Inhibitors of the non-receptor spleen tyrosine kinase (Syk) are being developed to treat a variety of allergic and autoimmune disorders, as well as some types of cancer, but researchers at Georgetown University Medical Center have cautioned that Syk controls the growth of normal breast cells and prevents the development of breast cancer.
Although it is not known what causes loss of Syk function, Syk is negatively correlated with invasion and metastasis of tumour cells and, as breast tumours progress, more and more Syk protein is lost. Since total knock-out of Syk is perinatally lethal, the researchers created mice with only one copy of the gene and found that loss of the single allele led to increased proliferation and invasion of normal breast cells in the mouse mammary gland during puberty, and resulted in development of breast cancer in adulthood.
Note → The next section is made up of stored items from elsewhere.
//! Standard prelude with the primitive procedures

use std::io::{self, Write};

use super::Environment;
use crate::error::EvalError;
use crate::value::{Arity, Primitive, Value};

impl Environment {
    /// Create a root environment holding the primitive procedures.
    pub fn with_prelude() -> Self {
        let env = Self::new();
        env.load_prelude();
        env
    }

    /// Load the primitive procedures into this frame.
    pub fn load_prelude(&self) {
        // Arithmetic
        self.define_primitive(Primitive::new("+", Arity::at_least(0), builtin_add));
        self.define_primitive(Primitive::new("-", Arity::at_least(1), builtin_subtract));
        self.define_primitive(Primitive::new("/", Arity::at_least(1), builtin_divide));
        self.define_primitive(Primitive::new("*", Arity::at_least(0), builtin_multiply));
        self.define_primitive(Primitive::new("=", Arity::exactly(2), builtin_numeric_equal));

        // Pairs
        self.define_primitive(Primitive::new("cons", Arity::exactly(2), builtin_cons));
        self.define_primitive(Primitive::new("car", Arity::exactly(1), builtin_car));
        self.define_primitive(Primitive::new("cdr", Arity::exactly(1), builtin_cdr));

        // Output and process control
        self.define_primitive(Primitive::new("display", Arity::exactly(1), builtin_display));
        self.define_primitive(Primitive::new("exit", Arity::range(0, 1), builtin_exit));
    }
}

// ═══════════════════════════════════════════════════════════════════════
// Built-in Function Implementations
// ═══════════════════════════════════════════════════════════════════════

fn numbers(args: &[Value]) -> Result<Vec<f64>, EvalError> {
    args.iter().map(Value::as_number).collect()
}

/// First operand and the rest; a lone operand is combined with `identity`.
fn fold_left(
    args: &[Value],
    identity: f64,
    op: impl Fn(f64, f64) -> f64,
) -> Result<Value, EvalError> {
    let numbers = numbers(args)?;
    let (first, rest) = numbers
        .split_first()
        .ok_or(EvalError::TooFewArguments {
            expected: 1,
            given: 0,
        })?;
    let result = if rest.is_empty() {
        op(identity, *first)
    } else {
        rest.iter().fold(*first, |acc, n| op(acc, *n))
    };
    Ok(Value::Number(result))
}

fn builtin_add(args: &[Value]) -> Result<Value, EvalError> {
    Ok(Value::Number(numbers(args)?.iter().sum()))
}

fn builtin_multiply(args: &[Value]) -> Result<Value, EvalError> {
    Ok(Value::Number(numbers(args)?.iter().product()))
}

fn builtin_subtract(args: &[Value]) -> Result<Value, EvalError> {
    fold_left(args, 0.0, |a, b| a - b)
}

fn builtin_divide(args: &[Value]) -> Result<Value, EvalError> {
    fold_left(args, 1.0, |a, b| a / b)
}

fn builtin_numeric_equal(args: &[Value]) -> Result<Value, EvalError> {
    let [a, b] = args else {
        return Err(EvalError::ArityMismatch {
            expected: 2,
            given: args.len(),
        });
    };
    Ok(Value::Boolean(a.as_number()? == b.as_number()?))
}

fn builtin_cons(args: &[Value]) -> Result<Value, EvalError> {
    let [car, cdr] = args else {
        return Err(EvalError::ArityMismatch {
            expected: 2,
            given: args.len(),
        });
    };
    Ok(Value::cons(car.clone(), cdr.clone()))
}

fn builtin_car(args: &[Value]) -> Result<Value, EvalError> {
    Ok(single(args)?.as_pair()?.car())
}

fn builtin_cdr(args: &[Value]) -> Result<Value, EvalError> {
    Ok(single(args)?.as_pair()?.cdr())
}

fn builtin_display(args: &[Value]) -> Result<Value, EvalError> {
    display_to(&mut io::stdout().lock(), single(args)?)
}

/// Write the display form of `value` to `out` and flush it.
fn display_to(out: &mut impl Write, value: &Value) -> Result<Value, EvalError> {
    write!(out, "{}", value)
        .and_then(|()| out.flush())
        .map_err(|err| EvalError::Output {
            message: err.to_string(),
        })?;
    Ok(Value::Void)
}

fn builtin_exit(args: &[Value]) -> Result<Value, EvalError> {
    let code = match args.first() {
        None => 0,
        Some(arg) => {
            let n = arg.as_number()?;
            if n.fract() != 0.0 || n < i32::MIN as f64 || n > i32::MAX as f64 {
                return Err(EvalError::TypeError {
                    expected: "exit code",
                    got: "number",
                });
            }
            n as i32
        }
    };
    tracing::debug!(code, "exit requested");
    Err(EvalError::Exit { code })
}

fn single(args: &[Value]) -> Result<&Value, EvalError> {
    match args {
        [arg] => Ok(arg),
        _ => Err(EvalError::ArityMismatch {
            expected: 1,
            given: args.len(),
        }),
    }
}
siRNA or shRNA knockdown of Syk protein in cultures of normal human breast epithelial cells also dramatically increased proliferation and invasion. Syk loss was shown to release inhibition of a number of signalling pathways that are normally repressed in epithelial cells and that promote increased proliferation, motility, and invasiveness. The findings, which were published on October 15th in the journal PLoS ONE, suggest that Syk plays an important role in controlling growth as breast tissue develops and acts as a tumour suppressor for breast cancer. The finding that only partial loss of Syk function in mice was sufficient to induce mammary carcinomas underscores the potential risk of Syk inhibition in promoting breast cancer. The team hope that identification of the pathways that are negatively regulated by Syk will ultimately provide new targets for the treatment of breast cancer.